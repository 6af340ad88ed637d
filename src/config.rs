//! Controller tuning.
//!
//! Every section defaults independently, so a tuning file only has to name
//! what it changes:
//!
//! ```toml
//! [running]
//! max_speed = 8.0
//!
//! [wall_stall]
//! damping = 0.6
//! ```

use std::path::Path;

use serde::{Deserialize, Serialize};

use crate::airborne::AirborneKind;
use crate::error::ConfigError;

#[derive(Debug, Clone, PartialEq, Default, Serialize, Deserialize)]
#[serde(default)]
pub struct Tuning {
    pub physics: PhysicsTuning,
    pub sensing: SensingTuning,
    pub idle: IdleTuning,
    pub running: RunningTuning,
    pub sprinting: SprintingTuning,
    pub jumping: JumpingTuning,
    pub airborne: AirborneTuning,
    pub wall_stall: WallStallTuning,
    pub wall_jump: WallJumpTuning,
    pub jump_to_mouse: JumpToMouseTuning,
    pub glide: GlideTuning,
}

#[derive(Debug, Clone, PartialEq, Serialize, Deserialize)]
#[serde(default)]
pub struct PhysicsTuning {
    /// Magnitude of world gravity (m/s²). Also feeds the jump hold time.
    pub gravity: f32,
    /// Fixed physics step in seconds.
    pub fixed_dt: f32,
}

impl Default for PhysicsTuning {
    fn default() -> Self {
        Self { gravity: 9.81, fixed_dt: 0.02 }
    }
}

/// Ray probe placement, relative to the body center. Only the sensing
/// collaborator reads these.
#[derive(Debug, Clone, PartialEq, Serialize, Deserialize)]
#[serde(default)]
pub struct SensingTuning {
    pub ankles_ray_offset: f32,
    pub ankles_ray_length: f32,
    pub chest_ray_offset: f32,
    pub chest_ray_length: f32,
}

impl Default for SensingTuning {
    fn default() -> Self {
        Self {
            ankles_ray_offset: 0.65,
            ankles_ray_length: 0.2,
            chest_ray_offset: 0.2,
            chest_ray_length: 0.15,
        }
    }
}

#[derive(Debug, Clone, PartialEq, Serialize, Deserialize)]
#[serde(default)]
pub struct IdleTuning {
    /// Braking force, also reused as the turn-around boost while running.
    pub stopping_force: f32,
    /// Horizontal speed below which Idle snaps velocity to zero.
    pub rest_speed: f32,
}

impl Default for IdleTuning {
    fn default() -> Self {
        Self { stopping_force: 30.0, rest_speed: 0.1 }
    }
}

#[derive(Debug, Clone, PartialEq, Serialize, Deserialize)]
#[serde(default)]
pub struct RunningTuning {
    pub run_force: f32,
    pub max_speed: f32,
}

impl Default for RunningTuning {
    fn default() -> Self {
        Self { run_force: 40.0, max_speed: 6.0 }
    }
}

#[derive(Debug, Clone, PartialEq, Serialize, Deserialize)]
#[serde(default)]
pub struct SprintingTuning {
    /// Added on top of `running.max_speed`.
    pub sprint_boost: f32,
}

impl Default for SprintingTuning {
    fn default() -> Self {
        Self { sprint_boost: 4.0 }
    }
}

#[derive(Debug, Clone, PartialEq, Serialize, Deserialize)]
#[serde(default)]
pub struct JumpingTuning {
    pub max_height: f32,
    /// Upward force per step while the jump is held. Must exceed gravity.
    pub jump_force: f32,
}

impl Default for JumpingTuning {
    fn default() -> Self {
        Self { max_height: 3.0, jump_force: 60.0 }
    }
}

impl JumpingTuning {
    /// Longest time the jump force may be held so the apex lands at
    /// `max_height`: `sqrt(2·h·g / (F² − F·g))`.
    pub fn max_hold_time(&self, gravity: f32) -> f32 {
        let numerator = 2.0 * self.max_height * gravity;
        let denominator = self.jump_force * self.jump_force - self.jump_force * gravity;
        (numerator / denominator).sqrt()
    }

    /// [`max_hold_time`](Self::max_hold_time) in whole physics steps
    /// (truncated).
    pub fn max_hold_steps(&self, gravity: f32, fixed_dt: f32) -> u32 {
        (self.max_hold_time(gravity) / fixed_dt) as u32
    }
}

#[derive(Debug, Clone, PartialEq, Serialize, Deserialize)]
#[serde(default)]
pub struct AirborneTuning {
    pub max_horizontal_speed: f32,
    pub control_force: f32,
    /// Vertical speed below which a body counts as falling.
    pub fall_threshold: f32,
    /// Airborne action selected at startup.
    pub action: AirborneKind,
}

impl Default for AirborneTuning {
    fn default() -> Self {
        Self {
            max_horizontal_speed: 6.0,
            control_force: 20.0,
            fall_threshold: -0.1,
            action: AirborneKind::JumpToMouse,
        }
    }
}

#[derive(Debug, Clone, PartialEq, Serialize, Deserialize)]
#[serde(default)]
pub struct WallStallTuning {
    /// Gravity scale while stuck to a wall.
    pub gravity_scale: f32,
    /// Fraction of upward speed removed per 0.02 s, in `[0, 1]`.
    pub damping: f32,
}

impl Default for WallStallTuning {
    fn default() -> Self {
        Self { gravity_scale: 0.2, damping: 0.8 }
    }
}

#[derive(Debug, Clone, PartialEq, Serialize, Deserialize)]
#[serde(default)]
pub struct WallJumpTuning {
    pub force: f32,
}

impl Default for WallJumpTuning {
    fn default() -> Self {
        Self { force: 600.0 }
    }
}

#[derive(Debug, Clone, PartialEq, Serialize, Deserialize)]
#[serde(default)]
pub struct JumpToMouseTuning {
    pub force: f32,
}

impl Default for JumpToMouseTuning {
    fn default() -> Self {
        Self { force: 500.0 }
    }
}

#[derive(Debug, Clone, PartialEq, Serialize, Deserialize)]
#[serde(default)]
pub struct GlideTuning {
    pub drag: f32,
    /// Multiplier on airborne control force while gliding.
    pub control_multiplier: f32,
}

impl Default for GlideTuning {
    fn default() -> Self {
        Self { drag: 5.0, control_multiplier: 4.0 }
    }
}

impl Tuning {
    /// Read and validate a TOML tuning file.
    pub fn load(path: impl AsRef<Path>) -> Result<Self, ConfigError> {
        let path = path.as_ref();
        let text = std::fs::read_to_string(path).map_err(|source| ConfigError::Io {
            path: path.to_path_buf(),
            source,
        })?;
        Self::from_toml(&text)
    }

    pub fn from_toml(text: &str) -> Result<Self, ConfigError> {
        let tuning: Tuning = toml::from_str(text)?;
        tuning.validate()?;
        Ok(tuning)
    }

    /// Serialize to TOML. Used by `--dump-config`.
    pub fn to_toml(&self) -> Result<String, ConfigError> {
        Ok(toml::to_string_pretty(self)?)
    }

    pub fn validate(&self) -> Result<(), ConfigError> {
        positive("physics.gravity", self.physics.gravity)?;
        positive("physics.fixed_dt", self.physics.fixed_dt)?;
        positive("running.max_speed", self.running.max_speed)?;
        non_negative("running.run_force", self.running.run_force)?;
        non_negative("idle.stopping_force", self.idle.stopping_force)?;
        non_negative("idle.rest_speed", self.idle.rest_speed)?;
        non_negative("sprinting.sprint_boost", self.sprinting.sprint_boost)?;
        positive("jumping.max_height", self.jumping.max_height)?;
        if self.jumping.jump_force <= self.physics.gravity {
            return Err(invalid(
                "jumping.jump_force",
                format!(
                    "{} must exceed gravity ({})",
                    self.jumping.jump_force, self.physics.gravity
                ),
            ));
        }
        non_negative("airborne.max_horizontal_speed", self.airborne.max_horizontal_speed)?;
        non_negative("airborne.control_force", self.airborne.control_force)?;
        non_negative("wall_stall.gravity_scale", self.wall_stall.gravity_scale)?;
        if !(0.0..=1.0).contains(&self.wall_stall.damping) {
            return Err(invalid(
                "wall_stall.damping",
                format!("{} is outside [0, 1]", self.wall_stall.damping),
            ));
        }
        non_negative("wall_jump.force", self.wall_jump.force)?;
        non_negative("jump_to_mouse.force", self.jump_to_mouse.force)?;
        non_negative("glide.drag", self.glide.drag)?;
        positive("glide.control_multiplier", self.glide.control_multiplier)?;
        positive("sensing.ankles_ray_length", self.sensing.ankles_ray_length)?;
        positive("sensing.chest_ray_length", self.sensing.chest_ray_length)?;
        Ok(())
    }
}

fn invalid(field: &'static str, reason: String) -> ConfigError {
    ConfigError::Invalid { field, reason }
}

fn positive(field: &'static str, value: f32) -> Result<(), ConfigError> {
    if value.is_finite() && value > 0.0 {
        Ok(())
    } else {
        Err(invalid(field, format!("{} must be positive", value)))
    }
}

fn non_negative(field: &'static str, value: f32) -> Result<(), ConfigError> {
    if value.is_finite() && value >= 0.0 {
        Ok(())
    } else {
        Err(invalid(field, format!("{} must be non-negative", value)))
    }
}

#[cfg(test)]
mod tests {
    use super::*;
    use approx::assert_relative_eq;

    #[test]
    fn defaults_are_valid() {
        Tuning::default().validate().unwrap();
    }

    #[test]
    fn partial_file_keeps_other_defaults() {
        let tuning = Tuning::from_toml(
            r#"
            [running]
            max_speed = 8.0

            [airborne]
            action = "glide"
            "#,
        )
        .unwrap();
        assert_eq!(tuning.running.max_speed, 8.0);
        assert_eq!(tuning.running.run_force, RunningTuning::default().run_force);
        assert_eq!(tuning.airborne.action, AirborneKind::Glide);
        assert_eq!(tuning.glide, GlideTuning::default());
    }

    #[test]
    fn dump_round_trips_through_parser() {
        let text = Tuning::default().to_toml().unwrap();
        assert_eq!(Tuning::from_toml(&text).unwrap(), Tuning::default());
    }

    #[test]
    fn dump_failures_surface_as_config_errors() {
        let cause = <toml::ser::Error as serde::ser::Error>::custom("unsupported value");
        let err = ConfigError::from(cause);
        assert!(matches!(err, ConfigError::Serialize(_)));
        assert!(err.to_string().starts_with("failed to serialize tuning"));
    }

    #[test]
    fn weak_jump_force_is_rejected() {
        let err = Tuning::from_toml("[jumping]\njump_force = 5.0").unwrap_err();
        assert!(matches!(
            err,
            ConfigError::Invalid { field: "jumping.jump_force", .. }
        ));
    }

    #[test]
    fn damping_outside_unit_range_is_rejected() {
        let err = Tuning::from_toml("[wall_stall]\ndamping = 1.5").unwrap_err();
        assert!(matches!(
            err,
            ConfigError::Invalid { field: "wall_stall.damping", .. }
        ));
    }

    #[test]
    fn garbage_is_a_parse_error() {
        let err = Tuning::from_toml("[running\nmax_speed = ").unwrap_err();
        assert!(matches!(err, ConfigError::Parse(_)));
    }

    #[test]
    fn missing_file_is_an_io_error() {
        let err = Tuning::load("/definitely/not/here.toml").unwrap_err();
        assert!(matches!(err, ConfigError::Io { .. }));
    }

    #[test]
    fn jump_hold_time_matches_kinematics() {
        let jump = JumpingTuning { max_height: 3.0, jump_force: 60.0 };
        let g = 9.81;
        let t = jump.max_hold_time(g);
        // Thrust phase plus ballistic rise must reach the requested height.
        let v = (jump.jump_force - g) * t;
        let thrust_height = 0.5 * (jump.jump_force - g) * t * t;
        let coast_height = v * v / (2.0 * g);
        assert_relative_eq!(thrust_height + coast_height, 3.0, epsilon = 1e-3);
        assert_eq!(jump.max_hold_steps(g, 0.02), (t / 0.02) as u32);
    }
}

▬▬▬▬▬▬▬▬▬▬

When a line of the data above holds the string "load", count it, and reply with the resulting number only.

◆ SOLUTION FOR THIS PROBLEM: 2